▶ ABOUT THIS EXERCISE
In the data below, find every line with the word "EnvFilter" and copy it.

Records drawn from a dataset
========================================
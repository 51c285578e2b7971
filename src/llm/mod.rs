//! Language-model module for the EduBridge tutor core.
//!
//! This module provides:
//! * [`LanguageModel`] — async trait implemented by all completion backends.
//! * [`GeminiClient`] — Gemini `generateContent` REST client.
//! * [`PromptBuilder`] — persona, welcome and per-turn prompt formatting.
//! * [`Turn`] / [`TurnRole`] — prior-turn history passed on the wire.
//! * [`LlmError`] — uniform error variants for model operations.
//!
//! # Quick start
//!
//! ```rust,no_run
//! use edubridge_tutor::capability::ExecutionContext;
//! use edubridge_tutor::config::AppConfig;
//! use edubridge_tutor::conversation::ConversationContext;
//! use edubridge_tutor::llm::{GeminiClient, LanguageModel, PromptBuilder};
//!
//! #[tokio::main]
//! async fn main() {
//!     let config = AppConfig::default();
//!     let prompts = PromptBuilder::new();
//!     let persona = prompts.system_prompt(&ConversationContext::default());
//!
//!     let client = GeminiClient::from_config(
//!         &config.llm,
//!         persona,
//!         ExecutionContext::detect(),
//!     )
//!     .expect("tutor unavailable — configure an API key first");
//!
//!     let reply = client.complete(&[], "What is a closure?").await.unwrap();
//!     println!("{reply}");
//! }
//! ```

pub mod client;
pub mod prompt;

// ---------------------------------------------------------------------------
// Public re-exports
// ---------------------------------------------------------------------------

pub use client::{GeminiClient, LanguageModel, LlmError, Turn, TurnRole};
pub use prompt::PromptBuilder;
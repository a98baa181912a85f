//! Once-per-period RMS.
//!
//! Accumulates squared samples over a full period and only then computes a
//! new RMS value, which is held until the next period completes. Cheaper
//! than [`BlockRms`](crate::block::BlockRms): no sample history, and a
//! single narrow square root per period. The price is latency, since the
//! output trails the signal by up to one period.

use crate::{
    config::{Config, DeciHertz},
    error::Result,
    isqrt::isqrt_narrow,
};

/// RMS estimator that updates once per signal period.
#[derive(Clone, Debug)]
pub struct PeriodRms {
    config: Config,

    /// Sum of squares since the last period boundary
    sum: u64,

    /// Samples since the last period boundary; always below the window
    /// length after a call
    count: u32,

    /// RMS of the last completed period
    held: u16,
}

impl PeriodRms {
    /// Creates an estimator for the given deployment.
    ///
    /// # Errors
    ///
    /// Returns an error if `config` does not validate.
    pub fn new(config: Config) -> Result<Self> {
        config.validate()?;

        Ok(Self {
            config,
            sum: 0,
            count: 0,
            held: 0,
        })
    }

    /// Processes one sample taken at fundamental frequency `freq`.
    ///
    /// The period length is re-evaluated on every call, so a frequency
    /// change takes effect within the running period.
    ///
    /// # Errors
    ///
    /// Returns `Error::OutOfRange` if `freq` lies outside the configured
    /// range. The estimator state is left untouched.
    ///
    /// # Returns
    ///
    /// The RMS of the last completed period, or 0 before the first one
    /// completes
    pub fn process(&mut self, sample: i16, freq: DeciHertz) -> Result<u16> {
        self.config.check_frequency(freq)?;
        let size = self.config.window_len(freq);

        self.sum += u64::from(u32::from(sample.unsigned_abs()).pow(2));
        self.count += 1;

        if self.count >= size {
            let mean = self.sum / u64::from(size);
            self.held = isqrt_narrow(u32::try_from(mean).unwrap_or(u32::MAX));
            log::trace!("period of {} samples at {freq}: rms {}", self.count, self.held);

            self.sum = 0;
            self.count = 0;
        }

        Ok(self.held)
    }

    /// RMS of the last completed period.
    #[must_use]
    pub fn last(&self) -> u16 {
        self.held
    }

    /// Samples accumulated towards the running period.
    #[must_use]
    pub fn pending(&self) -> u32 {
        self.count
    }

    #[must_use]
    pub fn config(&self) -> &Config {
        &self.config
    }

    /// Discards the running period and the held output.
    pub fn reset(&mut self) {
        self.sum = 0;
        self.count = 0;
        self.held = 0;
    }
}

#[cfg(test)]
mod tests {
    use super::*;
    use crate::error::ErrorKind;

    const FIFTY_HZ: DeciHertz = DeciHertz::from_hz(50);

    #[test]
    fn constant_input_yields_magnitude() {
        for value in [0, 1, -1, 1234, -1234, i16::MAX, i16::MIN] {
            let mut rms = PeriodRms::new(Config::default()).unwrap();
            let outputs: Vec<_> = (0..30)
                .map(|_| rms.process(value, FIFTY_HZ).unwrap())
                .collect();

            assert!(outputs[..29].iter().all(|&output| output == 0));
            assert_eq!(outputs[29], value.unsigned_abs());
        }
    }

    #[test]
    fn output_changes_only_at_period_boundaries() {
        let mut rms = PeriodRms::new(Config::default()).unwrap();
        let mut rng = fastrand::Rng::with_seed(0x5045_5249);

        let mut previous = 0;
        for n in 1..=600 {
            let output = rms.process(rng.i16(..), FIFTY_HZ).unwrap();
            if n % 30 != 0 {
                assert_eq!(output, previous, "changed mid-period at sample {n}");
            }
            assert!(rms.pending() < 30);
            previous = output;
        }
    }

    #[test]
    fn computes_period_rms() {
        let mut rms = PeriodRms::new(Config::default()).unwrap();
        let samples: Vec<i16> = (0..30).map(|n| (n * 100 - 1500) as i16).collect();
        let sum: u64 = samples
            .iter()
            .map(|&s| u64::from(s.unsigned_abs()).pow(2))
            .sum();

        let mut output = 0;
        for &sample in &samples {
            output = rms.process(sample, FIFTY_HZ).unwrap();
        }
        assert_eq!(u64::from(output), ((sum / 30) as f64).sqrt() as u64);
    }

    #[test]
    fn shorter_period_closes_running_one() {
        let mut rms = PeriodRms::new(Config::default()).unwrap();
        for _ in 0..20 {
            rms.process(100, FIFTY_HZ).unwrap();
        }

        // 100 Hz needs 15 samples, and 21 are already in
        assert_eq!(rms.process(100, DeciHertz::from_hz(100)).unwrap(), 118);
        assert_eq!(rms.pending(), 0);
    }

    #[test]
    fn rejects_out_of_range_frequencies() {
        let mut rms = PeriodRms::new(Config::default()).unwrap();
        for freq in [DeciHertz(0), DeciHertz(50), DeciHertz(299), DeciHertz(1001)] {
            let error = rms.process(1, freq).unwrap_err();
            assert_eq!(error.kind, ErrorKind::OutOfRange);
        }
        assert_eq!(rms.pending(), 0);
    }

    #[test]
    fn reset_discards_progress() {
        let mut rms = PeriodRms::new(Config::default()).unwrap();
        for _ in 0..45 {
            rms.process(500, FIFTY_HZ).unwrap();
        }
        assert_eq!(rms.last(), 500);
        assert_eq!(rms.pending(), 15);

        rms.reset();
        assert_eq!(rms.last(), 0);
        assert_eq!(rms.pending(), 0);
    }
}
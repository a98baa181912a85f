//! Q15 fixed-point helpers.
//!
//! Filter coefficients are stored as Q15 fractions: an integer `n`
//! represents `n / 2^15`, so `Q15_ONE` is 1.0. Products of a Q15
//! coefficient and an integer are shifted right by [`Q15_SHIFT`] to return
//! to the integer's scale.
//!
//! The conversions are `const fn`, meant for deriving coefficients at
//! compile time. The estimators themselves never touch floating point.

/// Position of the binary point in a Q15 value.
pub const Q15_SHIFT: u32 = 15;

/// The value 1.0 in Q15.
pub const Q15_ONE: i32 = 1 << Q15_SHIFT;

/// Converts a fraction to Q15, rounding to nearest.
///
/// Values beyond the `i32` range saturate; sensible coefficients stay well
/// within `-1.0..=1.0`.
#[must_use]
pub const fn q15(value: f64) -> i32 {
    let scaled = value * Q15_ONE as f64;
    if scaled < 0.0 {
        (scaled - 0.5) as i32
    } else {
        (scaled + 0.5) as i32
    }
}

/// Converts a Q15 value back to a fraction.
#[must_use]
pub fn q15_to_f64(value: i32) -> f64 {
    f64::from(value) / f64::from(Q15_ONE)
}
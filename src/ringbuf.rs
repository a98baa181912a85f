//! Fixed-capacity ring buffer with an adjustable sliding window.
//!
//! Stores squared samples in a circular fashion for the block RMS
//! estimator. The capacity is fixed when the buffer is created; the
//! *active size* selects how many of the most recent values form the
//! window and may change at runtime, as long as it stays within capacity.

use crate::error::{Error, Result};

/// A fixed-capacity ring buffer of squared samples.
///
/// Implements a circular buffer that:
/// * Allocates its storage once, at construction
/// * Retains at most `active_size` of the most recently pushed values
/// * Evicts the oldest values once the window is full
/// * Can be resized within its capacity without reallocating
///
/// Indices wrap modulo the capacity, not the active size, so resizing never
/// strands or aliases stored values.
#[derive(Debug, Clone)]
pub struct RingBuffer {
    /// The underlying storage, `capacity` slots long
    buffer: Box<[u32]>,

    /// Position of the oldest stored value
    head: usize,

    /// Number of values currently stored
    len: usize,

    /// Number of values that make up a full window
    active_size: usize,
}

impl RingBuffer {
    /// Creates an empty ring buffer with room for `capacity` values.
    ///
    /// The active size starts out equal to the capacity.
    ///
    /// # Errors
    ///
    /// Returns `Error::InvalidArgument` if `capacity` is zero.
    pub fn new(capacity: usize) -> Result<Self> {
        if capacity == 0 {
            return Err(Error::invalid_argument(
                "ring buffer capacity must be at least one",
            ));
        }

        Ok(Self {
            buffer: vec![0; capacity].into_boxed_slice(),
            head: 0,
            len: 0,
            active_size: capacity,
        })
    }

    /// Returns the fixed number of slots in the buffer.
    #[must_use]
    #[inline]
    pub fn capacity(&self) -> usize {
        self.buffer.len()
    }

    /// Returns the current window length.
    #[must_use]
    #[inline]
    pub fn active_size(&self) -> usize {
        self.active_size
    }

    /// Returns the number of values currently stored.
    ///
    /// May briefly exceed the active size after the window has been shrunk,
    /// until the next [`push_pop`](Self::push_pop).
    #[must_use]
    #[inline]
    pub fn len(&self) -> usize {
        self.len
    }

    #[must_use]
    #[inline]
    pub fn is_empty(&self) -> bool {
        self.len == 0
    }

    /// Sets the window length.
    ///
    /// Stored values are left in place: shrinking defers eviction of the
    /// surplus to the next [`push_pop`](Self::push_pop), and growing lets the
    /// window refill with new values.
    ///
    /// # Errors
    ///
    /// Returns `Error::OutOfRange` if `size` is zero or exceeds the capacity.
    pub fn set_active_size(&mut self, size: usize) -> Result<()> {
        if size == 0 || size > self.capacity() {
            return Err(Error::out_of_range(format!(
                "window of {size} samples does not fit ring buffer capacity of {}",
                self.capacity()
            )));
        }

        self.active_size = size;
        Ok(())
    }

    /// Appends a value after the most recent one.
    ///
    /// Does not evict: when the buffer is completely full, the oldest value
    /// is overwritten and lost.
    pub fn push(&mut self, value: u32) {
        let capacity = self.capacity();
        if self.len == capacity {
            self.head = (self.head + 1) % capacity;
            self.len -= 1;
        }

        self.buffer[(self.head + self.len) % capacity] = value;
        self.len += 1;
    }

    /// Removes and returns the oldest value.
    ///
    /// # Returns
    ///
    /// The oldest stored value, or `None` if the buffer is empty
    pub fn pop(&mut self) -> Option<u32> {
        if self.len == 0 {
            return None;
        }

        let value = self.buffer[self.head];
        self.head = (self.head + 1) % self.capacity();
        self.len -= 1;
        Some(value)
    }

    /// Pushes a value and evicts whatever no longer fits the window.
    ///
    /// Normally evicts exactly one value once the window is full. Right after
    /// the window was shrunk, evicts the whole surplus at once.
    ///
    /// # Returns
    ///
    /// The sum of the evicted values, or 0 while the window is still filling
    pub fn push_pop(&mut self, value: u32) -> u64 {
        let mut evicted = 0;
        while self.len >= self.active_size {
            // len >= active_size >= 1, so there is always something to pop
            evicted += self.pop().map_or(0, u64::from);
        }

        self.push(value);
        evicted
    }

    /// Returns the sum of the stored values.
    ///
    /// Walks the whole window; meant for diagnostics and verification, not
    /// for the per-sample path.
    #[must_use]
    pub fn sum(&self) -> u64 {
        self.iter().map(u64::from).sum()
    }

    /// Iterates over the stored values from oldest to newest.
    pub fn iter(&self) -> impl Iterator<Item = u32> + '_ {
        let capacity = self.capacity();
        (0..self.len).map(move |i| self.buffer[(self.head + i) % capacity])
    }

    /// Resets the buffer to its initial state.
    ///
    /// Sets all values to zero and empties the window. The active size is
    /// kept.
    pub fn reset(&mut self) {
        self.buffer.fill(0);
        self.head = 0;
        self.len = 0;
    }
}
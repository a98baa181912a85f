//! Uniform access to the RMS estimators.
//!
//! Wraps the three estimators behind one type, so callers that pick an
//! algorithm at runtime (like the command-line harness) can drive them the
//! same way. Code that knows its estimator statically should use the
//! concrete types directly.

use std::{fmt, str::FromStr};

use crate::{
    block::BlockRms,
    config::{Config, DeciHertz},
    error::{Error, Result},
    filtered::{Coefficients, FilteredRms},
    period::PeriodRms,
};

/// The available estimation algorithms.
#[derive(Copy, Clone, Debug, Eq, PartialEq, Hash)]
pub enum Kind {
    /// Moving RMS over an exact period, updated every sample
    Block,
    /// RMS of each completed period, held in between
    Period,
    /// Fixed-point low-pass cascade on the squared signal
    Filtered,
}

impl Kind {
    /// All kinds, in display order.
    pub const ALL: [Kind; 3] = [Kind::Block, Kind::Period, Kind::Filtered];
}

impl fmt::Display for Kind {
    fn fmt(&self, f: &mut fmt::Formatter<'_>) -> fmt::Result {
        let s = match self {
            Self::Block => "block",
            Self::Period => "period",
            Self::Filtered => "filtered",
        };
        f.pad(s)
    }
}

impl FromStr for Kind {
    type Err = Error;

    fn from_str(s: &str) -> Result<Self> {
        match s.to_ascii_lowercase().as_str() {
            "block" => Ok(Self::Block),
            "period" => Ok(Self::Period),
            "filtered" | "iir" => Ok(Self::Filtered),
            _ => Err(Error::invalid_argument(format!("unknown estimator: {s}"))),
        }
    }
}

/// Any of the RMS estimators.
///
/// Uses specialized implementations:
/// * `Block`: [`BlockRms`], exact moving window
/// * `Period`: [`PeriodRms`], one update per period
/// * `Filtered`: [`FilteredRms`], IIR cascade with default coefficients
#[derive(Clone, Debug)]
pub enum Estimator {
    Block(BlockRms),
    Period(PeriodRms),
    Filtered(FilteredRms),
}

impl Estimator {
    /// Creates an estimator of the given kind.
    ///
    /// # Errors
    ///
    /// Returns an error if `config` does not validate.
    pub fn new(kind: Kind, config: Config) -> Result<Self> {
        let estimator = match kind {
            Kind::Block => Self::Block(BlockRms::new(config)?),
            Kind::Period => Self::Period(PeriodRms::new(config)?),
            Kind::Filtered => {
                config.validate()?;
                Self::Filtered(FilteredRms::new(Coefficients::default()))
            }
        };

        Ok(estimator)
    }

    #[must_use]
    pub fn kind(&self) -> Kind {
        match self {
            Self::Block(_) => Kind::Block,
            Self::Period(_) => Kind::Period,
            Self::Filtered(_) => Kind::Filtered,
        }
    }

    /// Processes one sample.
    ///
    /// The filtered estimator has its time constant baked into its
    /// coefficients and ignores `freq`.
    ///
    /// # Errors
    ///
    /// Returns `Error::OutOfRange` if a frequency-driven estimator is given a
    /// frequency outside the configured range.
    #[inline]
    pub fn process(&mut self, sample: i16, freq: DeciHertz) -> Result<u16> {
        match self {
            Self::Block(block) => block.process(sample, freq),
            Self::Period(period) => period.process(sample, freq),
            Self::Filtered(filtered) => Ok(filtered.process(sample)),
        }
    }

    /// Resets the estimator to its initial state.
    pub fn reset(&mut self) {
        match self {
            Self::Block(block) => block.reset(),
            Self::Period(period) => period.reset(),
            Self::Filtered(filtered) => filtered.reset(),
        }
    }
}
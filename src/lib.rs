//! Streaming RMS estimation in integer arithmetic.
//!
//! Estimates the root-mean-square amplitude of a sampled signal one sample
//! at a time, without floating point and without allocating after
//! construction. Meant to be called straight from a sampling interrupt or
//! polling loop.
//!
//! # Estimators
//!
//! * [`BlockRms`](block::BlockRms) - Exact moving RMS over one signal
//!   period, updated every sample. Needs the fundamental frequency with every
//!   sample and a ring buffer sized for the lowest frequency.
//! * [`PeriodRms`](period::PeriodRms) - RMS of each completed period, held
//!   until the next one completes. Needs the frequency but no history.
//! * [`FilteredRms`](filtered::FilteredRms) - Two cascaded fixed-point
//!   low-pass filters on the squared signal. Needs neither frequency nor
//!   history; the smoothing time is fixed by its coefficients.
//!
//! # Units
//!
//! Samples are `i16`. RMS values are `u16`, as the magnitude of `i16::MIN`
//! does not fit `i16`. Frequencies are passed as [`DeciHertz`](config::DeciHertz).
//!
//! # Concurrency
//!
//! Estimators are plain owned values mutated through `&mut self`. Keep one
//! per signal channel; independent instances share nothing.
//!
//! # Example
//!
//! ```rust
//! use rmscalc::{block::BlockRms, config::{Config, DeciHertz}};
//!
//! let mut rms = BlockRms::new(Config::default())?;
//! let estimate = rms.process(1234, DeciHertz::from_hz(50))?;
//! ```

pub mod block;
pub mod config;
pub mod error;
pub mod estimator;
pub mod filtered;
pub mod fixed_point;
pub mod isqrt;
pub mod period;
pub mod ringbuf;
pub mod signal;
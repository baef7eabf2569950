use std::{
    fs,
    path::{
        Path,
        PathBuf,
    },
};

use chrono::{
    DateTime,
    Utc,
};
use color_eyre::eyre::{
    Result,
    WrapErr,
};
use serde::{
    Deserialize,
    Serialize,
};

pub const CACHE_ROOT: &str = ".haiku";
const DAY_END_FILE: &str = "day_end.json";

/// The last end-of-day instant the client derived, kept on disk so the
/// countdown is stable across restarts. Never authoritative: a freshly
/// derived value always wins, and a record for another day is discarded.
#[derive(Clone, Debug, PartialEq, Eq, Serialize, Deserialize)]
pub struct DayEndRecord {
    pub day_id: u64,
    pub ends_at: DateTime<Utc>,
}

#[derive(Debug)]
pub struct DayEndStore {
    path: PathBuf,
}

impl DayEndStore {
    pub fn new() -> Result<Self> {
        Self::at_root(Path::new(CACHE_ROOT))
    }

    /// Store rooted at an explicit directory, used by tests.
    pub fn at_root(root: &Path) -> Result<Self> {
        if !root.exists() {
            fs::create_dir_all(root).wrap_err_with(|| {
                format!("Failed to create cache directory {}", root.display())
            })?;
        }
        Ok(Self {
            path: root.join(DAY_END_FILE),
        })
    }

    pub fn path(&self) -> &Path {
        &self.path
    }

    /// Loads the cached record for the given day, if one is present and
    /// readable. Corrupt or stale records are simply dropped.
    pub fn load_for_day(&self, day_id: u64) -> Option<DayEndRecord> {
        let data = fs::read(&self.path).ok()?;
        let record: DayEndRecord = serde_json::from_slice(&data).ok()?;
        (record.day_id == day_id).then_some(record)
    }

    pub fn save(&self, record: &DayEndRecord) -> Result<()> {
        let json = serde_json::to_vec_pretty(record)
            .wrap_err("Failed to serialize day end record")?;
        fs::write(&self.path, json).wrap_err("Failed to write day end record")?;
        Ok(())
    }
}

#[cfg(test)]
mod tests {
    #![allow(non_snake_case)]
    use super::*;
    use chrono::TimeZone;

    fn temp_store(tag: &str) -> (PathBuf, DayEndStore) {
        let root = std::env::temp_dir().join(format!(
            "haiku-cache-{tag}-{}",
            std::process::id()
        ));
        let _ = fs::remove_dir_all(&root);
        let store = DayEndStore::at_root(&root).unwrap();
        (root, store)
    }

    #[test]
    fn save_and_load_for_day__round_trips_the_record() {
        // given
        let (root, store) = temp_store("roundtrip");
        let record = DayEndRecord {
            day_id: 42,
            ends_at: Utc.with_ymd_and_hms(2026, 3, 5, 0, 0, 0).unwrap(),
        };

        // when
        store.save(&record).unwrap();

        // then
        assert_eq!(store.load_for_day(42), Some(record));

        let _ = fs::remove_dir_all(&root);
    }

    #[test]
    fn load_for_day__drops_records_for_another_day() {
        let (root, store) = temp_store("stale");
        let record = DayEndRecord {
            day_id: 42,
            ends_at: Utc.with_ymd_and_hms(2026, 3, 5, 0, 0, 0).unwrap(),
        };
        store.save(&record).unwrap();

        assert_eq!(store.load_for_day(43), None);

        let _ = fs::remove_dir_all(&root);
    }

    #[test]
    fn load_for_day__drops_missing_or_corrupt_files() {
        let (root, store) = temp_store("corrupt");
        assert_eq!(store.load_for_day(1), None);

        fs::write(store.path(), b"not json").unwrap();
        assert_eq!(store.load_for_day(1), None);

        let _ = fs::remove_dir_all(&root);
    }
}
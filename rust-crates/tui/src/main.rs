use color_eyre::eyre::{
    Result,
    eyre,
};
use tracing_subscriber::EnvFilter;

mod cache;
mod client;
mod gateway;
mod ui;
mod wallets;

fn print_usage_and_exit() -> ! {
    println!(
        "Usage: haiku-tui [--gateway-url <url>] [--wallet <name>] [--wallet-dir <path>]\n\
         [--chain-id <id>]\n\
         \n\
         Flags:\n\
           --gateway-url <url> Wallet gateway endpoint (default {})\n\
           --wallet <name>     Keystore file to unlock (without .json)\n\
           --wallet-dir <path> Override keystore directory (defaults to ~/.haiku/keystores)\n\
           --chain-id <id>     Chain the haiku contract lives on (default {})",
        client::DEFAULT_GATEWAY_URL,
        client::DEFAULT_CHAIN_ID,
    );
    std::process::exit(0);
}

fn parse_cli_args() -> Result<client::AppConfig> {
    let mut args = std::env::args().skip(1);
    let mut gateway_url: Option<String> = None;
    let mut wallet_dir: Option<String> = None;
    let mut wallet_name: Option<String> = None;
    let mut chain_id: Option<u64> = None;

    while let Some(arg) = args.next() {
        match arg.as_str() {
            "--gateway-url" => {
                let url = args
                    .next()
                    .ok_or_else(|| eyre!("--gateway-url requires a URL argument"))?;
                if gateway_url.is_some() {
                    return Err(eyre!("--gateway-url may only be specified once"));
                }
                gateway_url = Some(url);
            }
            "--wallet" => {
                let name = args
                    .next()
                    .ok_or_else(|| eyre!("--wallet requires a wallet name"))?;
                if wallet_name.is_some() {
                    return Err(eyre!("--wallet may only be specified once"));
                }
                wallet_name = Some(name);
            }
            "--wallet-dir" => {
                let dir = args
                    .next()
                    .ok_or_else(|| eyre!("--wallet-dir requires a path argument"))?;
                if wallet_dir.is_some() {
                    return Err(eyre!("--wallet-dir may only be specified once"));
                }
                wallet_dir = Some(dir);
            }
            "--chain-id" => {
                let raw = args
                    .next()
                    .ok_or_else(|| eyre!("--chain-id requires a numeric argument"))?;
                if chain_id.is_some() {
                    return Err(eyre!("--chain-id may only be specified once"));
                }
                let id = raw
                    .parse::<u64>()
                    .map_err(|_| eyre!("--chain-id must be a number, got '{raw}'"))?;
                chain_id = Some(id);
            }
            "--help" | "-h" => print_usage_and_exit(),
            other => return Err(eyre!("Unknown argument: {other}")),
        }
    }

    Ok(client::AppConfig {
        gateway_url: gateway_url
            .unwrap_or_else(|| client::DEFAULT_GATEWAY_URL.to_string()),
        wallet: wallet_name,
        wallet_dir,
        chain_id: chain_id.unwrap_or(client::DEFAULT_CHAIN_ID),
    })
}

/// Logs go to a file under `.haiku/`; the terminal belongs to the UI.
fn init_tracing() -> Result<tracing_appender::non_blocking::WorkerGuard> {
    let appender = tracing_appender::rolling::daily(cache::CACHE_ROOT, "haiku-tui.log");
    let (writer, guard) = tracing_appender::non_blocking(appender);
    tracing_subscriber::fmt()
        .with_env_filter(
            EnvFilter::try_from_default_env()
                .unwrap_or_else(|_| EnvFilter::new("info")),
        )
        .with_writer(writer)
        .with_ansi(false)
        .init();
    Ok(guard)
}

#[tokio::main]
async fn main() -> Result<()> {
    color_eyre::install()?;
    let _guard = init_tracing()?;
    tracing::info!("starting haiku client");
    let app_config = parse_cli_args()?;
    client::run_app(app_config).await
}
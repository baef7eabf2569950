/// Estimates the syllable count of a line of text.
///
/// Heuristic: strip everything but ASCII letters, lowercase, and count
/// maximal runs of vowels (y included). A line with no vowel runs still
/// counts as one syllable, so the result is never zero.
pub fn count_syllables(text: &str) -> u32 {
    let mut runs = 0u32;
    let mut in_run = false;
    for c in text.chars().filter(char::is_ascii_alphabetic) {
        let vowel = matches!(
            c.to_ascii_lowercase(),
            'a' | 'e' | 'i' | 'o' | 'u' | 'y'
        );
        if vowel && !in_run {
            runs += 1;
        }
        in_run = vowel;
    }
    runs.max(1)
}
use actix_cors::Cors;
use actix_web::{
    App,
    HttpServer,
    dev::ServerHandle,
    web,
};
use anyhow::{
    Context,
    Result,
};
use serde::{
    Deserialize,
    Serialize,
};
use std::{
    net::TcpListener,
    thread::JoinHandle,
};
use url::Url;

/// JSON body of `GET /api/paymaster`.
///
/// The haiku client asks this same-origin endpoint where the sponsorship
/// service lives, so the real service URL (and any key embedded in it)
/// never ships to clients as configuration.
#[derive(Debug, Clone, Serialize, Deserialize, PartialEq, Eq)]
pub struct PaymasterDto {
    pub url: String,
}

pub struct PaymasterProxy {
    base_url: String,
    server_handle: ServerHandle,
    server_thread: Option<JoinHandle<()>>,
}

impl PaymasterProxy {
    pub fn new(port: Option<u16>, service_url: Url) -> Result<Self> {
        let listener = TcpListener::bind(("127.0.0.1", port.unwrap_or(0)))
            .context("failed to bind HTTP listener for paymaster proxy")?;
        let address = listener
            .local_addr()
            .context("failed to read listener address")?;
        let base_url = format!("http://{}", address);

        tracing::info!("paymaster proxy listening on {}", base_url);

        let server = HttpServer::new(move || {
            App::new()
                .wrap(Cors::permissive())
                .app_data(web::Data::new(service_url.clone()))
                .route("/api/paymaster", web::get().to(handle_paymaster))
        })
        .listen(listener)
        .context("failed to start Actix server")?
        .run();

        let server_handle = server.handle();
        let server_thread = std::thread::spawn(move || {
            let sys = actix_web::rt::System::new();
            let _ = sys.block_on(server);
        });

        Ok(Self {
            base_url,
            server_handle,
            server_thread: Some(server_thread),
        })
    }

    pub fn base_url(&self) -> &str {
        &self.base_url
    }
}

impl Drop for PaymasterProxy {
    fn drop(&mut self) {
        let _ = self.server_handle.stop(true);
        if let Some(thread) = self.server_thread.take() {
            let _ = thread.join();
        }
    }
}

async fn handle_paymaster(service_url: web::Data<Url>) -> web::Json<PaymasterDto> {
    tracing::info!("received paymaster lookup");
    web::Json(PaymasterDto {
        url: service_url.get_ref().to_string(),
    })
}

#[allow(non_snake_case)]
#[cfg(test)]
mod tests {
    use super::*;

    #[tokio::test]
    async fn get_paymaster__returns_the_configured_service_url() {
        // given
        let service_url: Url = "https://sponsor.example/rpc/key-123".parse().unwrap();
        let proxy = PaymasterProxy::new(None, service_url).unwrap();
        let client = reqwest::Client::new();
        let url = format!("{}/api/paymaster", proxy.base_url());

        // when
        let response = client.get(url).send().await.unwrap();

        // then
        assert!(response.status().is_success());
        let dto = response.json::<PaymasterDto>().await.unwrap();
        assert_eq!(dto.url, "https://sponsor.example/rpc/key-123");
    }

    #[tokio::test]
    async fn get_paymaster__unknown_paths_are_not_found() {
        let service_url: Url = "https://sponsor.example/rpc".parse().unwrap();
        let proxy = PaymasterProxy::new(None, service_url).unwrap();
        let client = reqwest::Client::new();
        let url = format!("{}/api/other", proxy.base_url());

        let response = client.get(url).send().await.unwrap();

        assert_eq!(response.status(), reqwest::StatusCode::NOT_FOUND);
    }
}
========================================
▶ YOUR SOLUTION
use tracing_subscriber::EnvFilter;
            EnvFilter::try_from_default_env()
                .unwrap_or_else(|_| EnvFilter::new("info")),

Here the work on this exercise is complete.